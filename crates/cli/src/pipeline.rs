use std::sync::{Arc, Mutex, PoisonError};
use std::time::Instant;

use anyhow::{ensure, Context, Result};
use chrono::{DateTime, Utc};
use roiflow_core::{Buffer, NdArray, Roi, Value};
use roiflow_graph::{Graph, GraphStats, OperatorHandle};
use roiflow_operators::{OpArrayPiper, OpResize, OpTrackSlotVersion};
use roiflow_request::RequestPool;
use roiflow_scheduler::{Scheduler, SchedulerMetrics};
use serde::Serialize;
use tracing::{debug, info};

/// Source → resize → version tracker.
pub struct DemoPipeline {
    graph: Graph,
    source: OperatorHandle,
    tracker: OperatorHandle,
    progress_events: Arc<Mutex<usize>>,
}

#[derive(Debug, Serialize)]
pub struct TileReport {
    pub roi: String,
    pub checksum: f64,
}

#[derive(Debug, Serialize)]
pub struct DirtyReport {
    pub source_roi: String,
    pub propagated: Vec<String>,
    pub version: Option<i64>,
}

#[derive(Debug, Serialize)]
pub struct RunReport {
    pub generated_at: DateTime<Utc>,
    pub source_shape: Vec<usize>,
    pub output_shape: Vec<usize>,
    pub elapsed_ms: u128,
    pub tiles: Vec<TileReport>,
    pub total_checksum: f64,
    pub progress_events: usize,
    pub dirty: DirtyReport,
    pub graph: GraphStats,
    pub metrics: SchedulerMetrics,
}

/// Diagonal ramp, brighter towards the bottom right.
pub fn gradient(size: usize) -> Buffer {
    NdArray::<f32>::from_fn(&[size, size], |i| (i[0] + i[1]) as f32).into()
}

/// Cut a `shape` into tiles of at most `tile` along each axis, row-major.
pub fn tiles(shape: &[usize], tile: usize) -> Result<Vec<Roi>> {
    ensure!(tile > 0, "tile size must be positive");
    ensure!(shape.len() == 2, "expected a 2-d output, got {shape:?}");
    let mut out = Vec::new();
    for y in (0..shape[0]).step_by(tile) {
        for x in (0..shape[1]).step_by(tile) {
            let stop = vec![(y + tile).min(shape[0]), (x + tile).min(shape[1])];
            out.push(Roi::new(vec![y, x], stop)?);
        }
    }
    Ok(out)
}

impl DemoPipeline {
    pub fn build(scheduler: &Scheduler, size: usize, scale: usize) -> Result<Self> {
        ensure!(scale > 0, "scale must be positive");
        ensure!(size >= scale, "size {size} is smaller than the scale {scale}");

        let graph = Graph::new(scheduler);
        let resize = OpResize::new().with_parallelism(scheduler.worker_count());
        let progress_events = Arc::new(Mutex::new(0));
        let counter = Arc::clone(&progress_events);
        resize.progress().subscribe(move |percent| {
            debug!(percent, "resize progress");
            *counter.lock().unwrap_or_else(PoisonError::into_inner) += 1;
        });

        let source = graph.add_operator(OpArrayPiper);
        let resize = graph.add_operator(resize);
        let tracker = graph.add_operator(OpTrackSlotVersion);

        source
            .input("Input")?
            .set_value(gradient(size))
            .context("failed to set the source image")?;
        resize.input("Input")?.connect(&source.output("Output")?)?;
        resize
            .input("ResizedShape")?
            .set_value(Value::Shape(vec![size / scale, size / scale]))
            .context("failed to configure the resize")?;
        tracker.input("Input")?.connect(&resize.output("Output")?)?;

        info!(size, scale, "pipeline built");
        Ok(Self {
            graph,
            source,
            tracker,
            progress_events,
        })
    }

    pub fn output_shape(&self) -> Result<Vec<usize>> {
        let meta = self
            .tracker
            .output("Output")?
            .meta()
            .context("pipeline output is not configured")?;
        Ok(meta.shape)
    }

    /// Request every tile concurrently and wait for all of them.
    pub fn pull_tiles(&self, tile: usize) -> Result<Vec<(Roi, Buffer)>> {
        let output = self.tracker.output("Output")?;
        let rois = tiles(&self.output_shape()?, tile)?;
        let pool: RequestPool<Buffer> = rois.iter().map(|roi| output.get(roi.clone())).collect();
        info!(tiles = pool.len(), "pulling tiles");
        let data = pool.wait().context("tile requests failed")?;
        Ok(rois.into_iter().zip(data).collect())
    }

    /// Mark `roi` of the source stale and collect the regions reported on
    /// the pipeline output.
    pub fn dirty_source(&self, roi: Roi) -> Result<DirtyReport> {
        let output = self.tracker.output("Output")?;
        output.take_dirty_regions()?;
        let seen = Arc::new(Mutex::new(Vec::new()));
        let sink = Arc::clone(&seen);
        let listener = output.subscribe_dirty(move |_, roi| {
            sink.lock()
                .unwrap_or_else(PoisonError::into_inner)
                .push(roi.to_string());
        })?;

        self.source.input("Input")?.set_dirty(roi.clone())?;
        output.unsubscribe(listener)?;

        let propagated = seen.lock().unwrap_or_else(PoisonError::into_inner).clone();
        let version = self
            .tracker
            .output("Version")?
            .value()
            .and_then(|v| v.as_int());
        Ok(DirtyReport {
            source_roi: roi.to_string(),
            propagated,
            version,
        })
    }

    pub fn progress_events(&self) -> usize {
        *self.progress_events.lock().unwrap_or_else(PoisonError::into_inner)
    }

    pub fn stats(&self) -> GraphStats {
        self.graph.stats()
    }
}

/// Build the pipeline, pull it tile by tile, dirty a quarter of the source.
pub fn run(scheduler: &Scheduler, size: usize, scale: usize, tile: usize) -> Result<RunReport> {
    let pipeline = DemoPipeline::build(scheduler, size, scale)?;
    let output_shape = pipeline.output_shape()?;

    let started = Instant::now();
    let pulled = pipeline.pull_tiles(tile)?;
    let elapsed_ms = started.elapsed().as_millis();

    let tiles: Vec<TileReport> = pulled
        .iter()
        .map(|(roi, data)| TileReport {
            roi: roi.to_string(),
            checksum: data.sum(),
        })
        .collect();
    let total_checksum: f64 = tiles.iter().map(|t| t.checksum).sum();

    let quarter = Roi::new(vec![size / 4, size / 4], vec![size / 2, size / 2])?;
    let dirty = pipeline.dirty_source(quarter)?;

    Ok(RunReport {
        generated_at: Utc::now(),
        source_shape: vec![size, size],
        output_shape,
        elapsed_ms,
        tiles,
        total_checksum,
        progress_events: pipeline.progress_events(),
        dirty,
        graph: pipeline.stats(),
        metrics: scheduler.metrics(),
    })
}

PROBLEM TO WORK ON> Set out the complete listing exactly as shown.

WRITTEN REPLY>
filename crates/cli/src/pipeline.rs
use std::sync::{Arc, Mutex, PoisonError};
use std::time::Instant;

use anyhow::{ensure, Context, Result};
use chrono::{DateTime, Utc};
use roiflow_core::{Buffer, NdArray, Roi, Value};
use roiflow_graph::{Graph, GraphStats, OperatorHandle};
use roiflow_operators::{OpArrayPiper, OpResize, OpTrackSlotVersion};
use roiflow_request::RequestPool;
use roiflow_scheduler::{Scheduler, SchedulerMetrics};
use serde::Serialize;
use tracing::{debug, info};

/// Source → resize → version tracker.
pub struct DemoPipeline {
    graph: Graph,
    source: OperatorHandle,
    tracker: OperatorHandle,
    progress_events: Arc<Mutex<usize>>,
}

#[derive(Debug, Serialize)]
pub struct TileReport {
    pub roi: String,
    pub checksum: f64,
}

#[derive(Debug, Serialize)]
pub struct DirtyReport {
    pub source_roi: String,
    pub propagated: Vec<String>,
    pub version: Option<i64>,
}

#[derive(Debug, Serialize)]
pub struct RunReport {
    pub generated_at: DateTime<Utc>,
    pub source_shape: Vec<usize>,
    pub output_shape: Vec<usize>,
    pub elapsed_ms: u128,
    pub tiles: Vec<TileReport>,
    pub total_checksum: f64,
    pub progress_events: usize,
    pub dirty: DirtyReport,
    pub graph: GraphStats,
    pub metrics: SchedulerMetrics,
}

/// Diagonal ramp, brighter towards the bottom right.
pub fn gradient(size: usize) -> Buffer {
    NdArray::<f32>::from_fn(&[size, size], |i| (i[0] + i[1]) as f32).into()
}

/// Cut a `shape` into tiles of at most `tile` along each axis, row-major.
pub fn tiles(shape: &[usize], tile: usize) -> Result<Vec<Roi>> {
    ensure!(tile > 0, "tile size must be positive");
    ensure!(shape.len() == 2, "expected a 2-d output, got {shape:?}");
    let mut out = Vec::new();
    for y in (0..shape[0]).step_by(tile) {
        for x in (0..shape[1]).step_by(tile) {
            let stop = vec![(y + tile).min(shape[0]), (x + tile).min(shape[1])];
            out.push(Roi::new(vec![y, x], stop)?);
        }
    }
    Ok(out)
}

impl DemoPipeline {
    pub fn build(scheduler: &Scheduler, size: usize, scale: usize) -> Result<Self> {
        ensure!(scale > 0, "scale must be positive");
        ensure!(size >= scale, "size {size} is smaller than the scale {scale}");

        let graph = Graph::new(scheduler);
        let resize = OpResize::new().with_parallelism(scheduler.worker_count());
        let progress_events = Arc::new(Mutex::new(0));
        let counter = Arc::clone(&progress_events);
        resize.progress().subscribe(move |percent| {
            debug!(percent, "resize progress");
            *counter.lock().unwrap_or_else(PoisonError::into_inner) += 1;
        });

        let source = graph.add_operator(OpArrayPiper);
        let resize = graph.add_operator(resize);
        let tracker = graph.add_operator(OpTrackSlotVersion);

        source
            .input("Input")?
            .set_value(gradient(size))
            .context("failed to set the source image")?;
        resize.input("Input")?.connect(&source.output("Output")?)?;
        resize
            .input("ResizedShape")?
            .set_value(Value::Shape(vec![size / scale, size / scale]))
            .context("failed to configure the resize")?;
        tracker.input("Input")?.connect(&resize.output("Output")?)?;

        info!(size, scale, "pipeline built");
        Ok(Self {
            graph,
            source,
            tracker,
            progress_events,
        })
    }

    pub fn output_shape(&self) -> Result<Vec<usize>> {
        let meta = self
            .tracker
            .output("Output")?
            .meta()
            .context("pipeline output is not configured")?;
        Ok(meta.shape)
    }

    /// Request every tile concurrently and wait for all of them.
    pub fn pull_tiles(&self, tile: usize) -> Result<Vec<(Roi, Buffer)>> {
        let output = self.tracker.output("Output")?;
        let rois = tiles(&self.output_shape()?, tile)?;
        let pool: RequestPool<Buffer> = rois.iter().map(|roi| output.get(roi.clone())).collect();
        info!(tiles = pool.len(), "pulling tiles");
        let data = pool.wait().context("tile requests failed")?;
        Ok(rois.into_iter().zip(data).collect())
    }

    /// Mark `roi` of the source stale and collect the regions reported on
    /// the pipeline output.
    pub fn dirty_source(&self, roi: Roi) -> Result<DirtyReport> {
        let output = self.tracker.output("Output")?;
        output.take_dirty_regions()?;
        let seen = Arc::new(Mutex::new(Vec::new()));
        let sink = Arc::clone(&seen);
        let listener = output.subscribe_dirty(move |_, roi| {
            sink.lock()
                .unwrap_or_else(PoisonError::into_inner)
                .push(roi.to_string());
        })?;

        self.source.input("Input")?.set_dirty(roi.clone())?;
        output.unsubscribe(listener)?;

        let propagated = seen.lock().unwrap_or_else(PoisonError::into_inner).clone();
        let version = self
            .tracker
            .output("Version")?
            .value()
            .and_then(|v| v.as_int());
        Ok(DirtyReport {
            source_roi: roi.to_string(),
            propagated,
            version,
        })
    }

    pub fn progress_events(&self) -> usize {
        *self.progress_events.lock().unwrap_or_else(PoisonError::into_inner)
    }

    pub fn stats(&self) -> GraphStats {
        self.graph.stats()
    }
}

/// Build the pipeline, pull it tile by tile, dirty a quarter of the source.
pub fn run(scheduler: &Scheduler, size: usize, scale: usize, tile: usize) -> Result<RunReport> {
    let pipeline = DemoPipeline::build(scheduler, size, scale)?;
    let output_shape = pipeline.output_shape()?;

    let started = Instant::now();
    let pulled = pipeline.pull_tiles(tile)?;
    let elapsed_ms = started.elapsed().as_millis();

    let tiles: Vec<TileReport> = pulled
        .iter()
        .map(|(roi, data)| TileReport {
            roi: roi.to_string(),
            checksum: data.sum(),
        })
        .collect();
    let total_checksum: f64 = tiles.iter().map(|t| t.checksum).sum();

    let quarter = Roi::new(vec![size / 4, size / 4], vec![size / 2, size / 2])?;
    let dirty = pipeline.dirty_source(quarter)?;

    Ok(RunReport {
        generated_at: Utc::now(),
        source_shape: vec![size, size],
        output_shape,
        elapsed_ms,
        tiles,
        total_checksum,
        progress_events: pipeline.progress_events(),
        dirty,
        graph: pipeline.stats(),
        metrics: scheduler.metrics(),
    })
}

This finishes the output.